Seller shall maintain insurance coverage as required by applicable law.
Reservation of Rights
Payment by Buyer of any "partial tooling charge" or other similar expense shall not vest any right or title in Buyer, and Seller shall have unrestricted right and authority to produce, use and/or sell identical machinery or products to others.
Buyer hereby agrees to comply fully with all applicable U.S., E.U. and other National sanctions and export control laws and regulations, including without limitation those regulations maintained by the U.S. Treasury Department's Office of Foreign Assets Control ("OFAC"), Department of State, ITAR Regulations, and the U.S. Commerce Department's, Bureau of Industry and Security.

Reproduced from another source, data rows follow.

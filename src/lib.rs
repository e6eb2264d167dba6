pub mod alert;
pub mod backend;
pub mod config;
pub mod connection;
pub mod details;
pub mod event;
pub mod notification;
pub mod session;
pub mod store;
pub mod version;
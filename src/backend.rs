use crate::details::TransactionDetails;
use crate::notification::Notification;
use anyhow::{anyhow, Result};
use async_trait::async_trait;
use reqwest::Client;
use tracing::{debug, warn};

/// REST backend the engine synchronizes against. The trait seam exists so the
/// store and cache can be driven by a mock in tests.
#[cfg_attr(test, mockall::automock)]
#[async_trait]
pub trait NotificationBackend: Send + Sync {
    /// Most recent notifications for an account, newest first, bounded by `limit`.
    async fn list_notifications(&self, account_id: &str, limit: usize)
        -> Result<Vec<Notification>>;
    /// Mark one notification read. Idempotent server-side.
    async fn mark_read(&self, id: &str) -> Result<()>;
    /// Mark everything read for an account.
    async fn mark_all_read(&self, account_id: &str) -> Result<()>;
    /// Enrichment payload for a completed transaction.
    async fn transaction_details(&self, transaction_id: &str) -> Result<TransactionDetails>;
}

/// reqwest implementation against the notification REST service.
pub struct HttpBackend {
    base_url: String,
    client: Client,
}

impl HttpBackend {
    pub fn new(base_url: impl Into<String>) -> Self {
        let base_url = base_url.into();
        let base_url = base_url.trim_end_matches('/').to_string();
        let client = match Client::builder()
            .user_agent(crate::version::get_useragent())
            .build()
        {
            Ok(client) => client,
            Err(e) => {
                warn!("failed to build http client, using defaults: {}", e);
                Client::new()
            }
        };
        Self { base_url, client }
    }

    fn url(&self, path: &str) -> String {
        format!("{}{}", self.base_url, path)
    }
}

#[async_trait]
impl NotificationBackend for HttpBackend {
    async fn list_notifications(
        &self,
        account_id: &str,
        limit: usize,
    ) -> Result<Vec<Notification>> {
        let url = self.url(&format!("/notifications/{}", account_id));
        debug!(url, limit, "pulling notification snapshot");
        let response = self
            .client
            .get(&url)
            .query(&[("limit", limit)])
            .send()
            .await?;
        if !response.status().is_success() {
            return Err(anyhow!(
                "snapshot request failed: {} {}",
                response.status(),
                url
            ));
        }
        Ok(response.json().await?)
    }

    async fn mark_read(&self, id: &str) -> Result<()> {
        let url = self.url(&format!("/notifications/{}/read", id));
        let response = self.client.patch(&url).send().await?;
        if !response.status().is_success() {
            return Err(anyhow!("mark-read failed: {} {}", response.status(), url));
        }
        Ok(())
    }

    async fn mark_all_read(&self, account_id: &str) -> Result<()> {
        let url = self.url(&format!("/notifications/user/{}/read-all", account_id));
        let response = self.client.patch(&url).send().await?;
        if !response.status().is_success() {
            return Err(anyhow!(
                "mark-all-read failed: {} {}",
                response.status(),
                url
            ));
        }
        Ok(())
    }

    async fn transaction_details(&self, transaction_id: &str) -> Result<TransactionDetails> {
        let url = self.url(&format!("/transaction/details/{}", transaction_id));
        debug!(url, "fetching transaction details");
        let response = self.client.get(&url).send().await?;
        if !response.status().is_success() {
            return Err(anyhow!(
                "detail fetch failed: {} {}",
                response.status(),
                url
            ));
        }
        Ok(response.json().await?)
    }
}

#[cfg(test)]
mod tests {
    use super::*;

    #[test]
    fn test_base_url_trailing_slash_is_trimmed() {
        let backend = HttpBackend::new("http://127.0.0.1:8080/");
        assert_eq!(
            backend.url("/notifications/acc-1"),
            "http://127.0.0.1:8080/notifications/acc-1"
        );
    }
}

Specifically, Buyer covenants that it shall not -- directly or indirectly -- sell, provide, export, re-export, transfer, divert, loan,
lease, consign, or otherwise dispose of any product, services, software, source code, or technology (collectively, "Products") received from Seller under this Agreement to any person, entity, or destination, or for any activity or use prohibited by the laws or regulations of the United States without obtaining prior authorization from the competent government authorities, including but not limited to the Dept. of State and/or Dept. of Commerce, as required by those laws and regulations.
To the extent required under U.S. law, Buyer further covenants to screen all customers and business partners against all relevant U.S., EU and Canadian Government lists of persons denied export privileges or otherwise subject to trade, export, or financial sanctions, including without limitation the U.S. Treasury Department's OFAC list of SDN, U.S. Department of Commerce "BIS" Denied Persons List and Entity List, U.S. State Department DPL, The Canadian DPL, and the EU Consolidated List before providing or agreeing to provide any Products to any person
Buyer shall be deemed in material default upon its: failure to pay any due amounts; seeking to cancel delivery or refusing delivery of ordered products other than as specifically allowed hereunder; or otherwise failing to perform any of its obligations hereunder. In the event of a material default by Buyer, Seller may, upon written notice: (a) suspend its performance and withhold shipments in whole or in part; (b) terminate this Agreement; (c) declare all sums owing to Seller immediately due and payable; and/or (d) recall products in transit, retake the same and repossess any products held for Buyer without the necessity of other proceedings and Buyer agrees that all products so recalled, taken or repossessed shall be the property of Seller, provided that Buyer is given credit therefor. Application of any remedies hereunder shall not preclude, limit or waive any other remedies available to the Seller in law or equity. In the event of default in payment of the purchase price, Buyer agrees to pay Seller's reasonable attorney fees and costs incurred in Seller's enforcement thereof.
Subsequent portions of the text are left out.